Collected data entries

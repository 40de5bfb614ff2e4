//! Persisted per-run artifacts in the run working directory.

use std::collections::BTreeSet;
use std::io::ErrorKind;
use std::path::{Path, PathBuf};

use chrono::{DateTime, SecondsFormat, Utc};
use serde::{Deserialize, Serialize};
use tokio::fs;
use tokio::io::AsyncWriteExt;
use tracing::{debug, warn};

use super::finalized::StoreError;
use super::sets::FragmentSets;
use crate::fragment::Fragment;

/// File names of the persisted run artifacts.
///
/// Downstream tooling reads these; the formats are fixed.
#[derive(Debug, Clone, Serialize, Deserialize)]
pub struct LayoutConfig {
    /// RFC 3339 UTC timestamp of the run start, no trailing newline.
    #[serde(default = "default_start_marker")]
    pub start_marker: String,

    /// Dispatched fragment ids, one per line. Defaults depend on the job
    /// flavor (`allLSProcessed.log` / `allStep3FilesProcessed.log`).
    #[serde(default)]
    pub dispatched_log: Option<String>,

    /// Expected job outputs, one `file:<path>` per line.
    #[serde(default = "default_expected_outputs_log")]
    pub expected_outputs_log: String,
}

impl Default for LayoutConfig {
    fn default() -> Self {
        Self {
            start_marker: default_start_marker(),
            dispatched_log: None,
            expected_outputs_log: default_expected_outputs_log(),
        }
    }
}

fn default_start_marker() -> String {
    "runStart.log".to_string()
}

fn default_expected_outputs_log() -> String {
    "expectedOutputs.log".to_string()
}

/// Artifact paths of one run.
#[derive(Debug, Clone)]
pub struct RunLayout {
    dir: PathBuf,
    start_marker: PathBuf,
    dispatched_log: PathBuf,
    expected_outputs_log: PathBuf,
}

impl RunLayout {
    pub fn new(dir: &Path, config: &LayoutConfig, default_dispatched_log: &str) -> Self {
        let dispatched_log = config
            .dispatched_log
            .as_deref()
            .unwrap_or(default_dispatched_log);

        Self {
            dir: dir.to_path_buf(),
            start_marker: dir.join(&config.start_marker),
            dispatched_log: dir.join(dispatched_log),
            expected_outputs_log: dir.join(&config.expected_outputs_log),
        }
    }

    pub fn dir(&self) -> &Path {
        &self.dir
    }

    pub fn dispatched_log(&self) -> &Path {
        &self.dispatched_log
    }

    pub fn expected_outputs_log(&self) -> &Path {
        &self.expected_outputs_log
    }

    /// Directory of the `number`-th job of the run, e.g. `expressJob003`.
    pub fn job_dir(&self, prefix: &str, number: u32) -> PathBuf {
        self.dir.join(format!("{}{:03}", prefix, number))
    }

    /// Start time recorded in the start marker.
    ///
    /// A missing or unreadable marker yields `None`.
    pub async fn read_start_marker(&self) -> Result<Option<DateTime<Utc>>, StoreError> {
        let contents = match fs::read_to_string(&self.start_marker).await {
            Ok(contents) => contents,
            Err(e) if e.kind() == ErrorKind::NotFound => return Ok(None),
            Err(e) => return Err(e.into()),
        };

        let line = contents.lines().next().unwrap_or("").trim();
        match DateTime::parse_from_rfc3339(line) {
            Ok(ts) => Ok(Some(ts.with_timezone(&Utc))),
            Err(e) => {
                warn!(
                    path = %self.start_marker.display(),
                    error = %e,
                    "Ignoring unparseable run start marker"
                );
                Ok(None)
            }
        }
    }

    /// Write the start marker unless one already exists.
    ///
    /// Returns `true` when the marker was created.
    pub async fn write_start_marker(&self, started_at: DateTime<Utc>) -> Result<bool, StoreError> {
        fs::create_dir_all(&self.dir).await?;

        let mut file = match fs::OpenOptions::new()
            .write(true)
            .create_new(true)
            .open(&self.start_marker)
            .await
        {
            Ok(file) => file,
            Err(e) if e.kind() == ErrorKind::AlreadyExists => return Ok(false),
            Err(e) => return Err(e.into()),
        };

        file.write_all(format_timestamp(started_at).as_bytes()).await?;
        file.flush().await?;
        debug!(path = %self.start_marker.display(), "Wrote run start marker");
        Ok(true)
    }

    /// Write the dispatched-fragment and expected-output logs.
    pub async fn write_summary(&self, sets: &FragmentSets) -> Result<(), StoreError> {
        fs::create_dir_all(&self.dir).await?;
        fs::write(&self.dispatched_log, format_dispatched_log(sets.dispatched())).await?;
        fs::write(
            &self.expected_outputs_log,
            format_expected_outputs(sets.expected_outputs()),
        )
        .await?;
        Ok(())
    }
}

pub fn format_timestamp(ts: DateTime<Utc>) -> String {
    ts.to_rfc3339_opts(SecondsFormat::Micros, false)
}

pub fn format_dispatched_log(dispatched: &BTreeSet<Fragment>) -> String {
    dispatched.iter().map(|f| format!("{}\n", f.id)).collect()
}

pub fn format_expected_outputs(outputs: &BTreeSet<String>) -> String {
    outputs.iter().map(|o| format!("file:{}\n", o)).collect()
}
//! Fragment data types.

use regex_lite::Regex;
use serde::{Deserialize, Serialize};
use std::fmt;
use std::path::Path;

/// One data unit discovered at a watched location.
///
/// Fragments are immutable once observed; the controller only moves them
/// between bookkeeping sets. Identity and ordering are by identifier alone,
/// which keeps every persisted log deterministic and lets keys be attached
/// after listing.
#[derive(Debug, Clone, Serialize, Deserialize)]
pub struct Fragment {
    /// Path or identifier exactly as the source listed it.
    pub id: String,
    /// Lowest sequence number the fragment covers, when known.
    #[serde(default, skip_serializing_if = "Option::is_none")]
    pub ordering_key: Option<u32>,
    /// Highest sequence number, for fragments spanning several.
    #[serde(default, skip_serializing_if = "Option::is_none")]
    pub last_ordering_key: Option<u32>,
}

impl Fragment {
    pub fn new(id: impl Into<String>) -> Self {
        Self {
            id: id.into(),
            ordering_key: None,
            last_ordering_key: None,
        }
    }

    pub fn with_ordering_key(mut self, key: u32) -> Self {
        self.ordering_key = Some(key);
        self.last_ordering_key = None;
        self
    }

    /// Attach the range `first..=last`.
    pub fn with_ordering_range(mut self, first: u32, last: u32) -> Self {
        self.ordering_key = Some(first.min(last));
        self.last_ordering_key = Some(first.max(last));
        self
    }

    /// Lowest and highest key covered, if any.
    pub fn key_bounds(&self) -> Option<(u32, u32)> {
        let first = self.ordering_key?;
        Some((first, self.last_ordering_key.unwrap_or(first).max(first)))
    }
}

impl PartialEq for Fragment {
    fn eq(&self, other: &Self) -> bool {
        self.id == other.id
    }
}

impl Eq for Fragment {}

impl PartialOrd for Fragment {
    fn partial_cmp(&self, other: &Self) -> Option<std::cmp::Ordering> {
        Some(self.cmp(other))
    }
}

impl Ord for Fragment {
    fn cmp(&self, other: &Self) -> std::cmp::Ordering {
        self.id.cmp(&other.id)
    }
}

impl std::hash::Hash for Fragment {
    fn hash<H: std::hash::Hasher>(&self, state: &mut H) {
        self.id.hash(state);
    }
}

impl fmt::Display for Fragment {
    fn fmt(&self, f: &mut fmt::Formatter<'_>) -> fmt::Result {
        f.write_str(&self.id)
    }
}

/// Derives ordering keys from fragment identifiers.
///
/// Only the final path component is inspected so that directory names such
/// as `Run2025G` or `/store/` never produce a key. When the pattern matches
/// several times the last match wins.
#[derive(Debug, Clone)]
pub struct OrderingKeyExtractor {
    pattern: Regex,
}

impl OrderingKeyExtractor {
    pub const DEFAULT_PATTERN: &'static str = r"ls(\d+)";

    pub fn new(pattern: &str) -> Result<Self, regex_lite::Error> {
        Ok(Self {
            pattern: Regex::new(pattern)?,
        })
    }

    pub fn key_for(&self, id: &str) -> Option<u32> {
        let name = Path::new(id)
            .file_name()
            .and_then(|n| n.to_str())
            .unwrap_or(id);

        self.pattern
            .captures_iter(name)
            .last()
            .and_then(|caps| caps.get(1))
            .and_then(|m| m.as_str().parse::<u32>().ok())
    }

    /// Build a fragment for `id`, attaching its ordering key if one is found.
    pub fn fragment(&self, id: impl Into<String>) -> Fragment {
        let id = id.into();
        match self.key_for(&id) {
            Some(key) => Fragment::new(id).with_ordering_key(key),
            None => Fragment::new(id),
        }
    }
}

impl Default for OrderingKeyExtractor {
    fn default() -> Self {
        Self {
            pattern: Regex::new(Self::DEFAULT_PATTERN).expect("default pattern is valid"),
        }
    }
}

:: What needs to be done ::
Report, from the entries above, each line where "LayoutConfig" is found.

:: Written solution ::
pub struct LayoutConfig {
impl Default for LayoutConfig {
    pub fn new(dir: &Path, config: &LayoutConfig, default_dispatched_log: &str) -> Self {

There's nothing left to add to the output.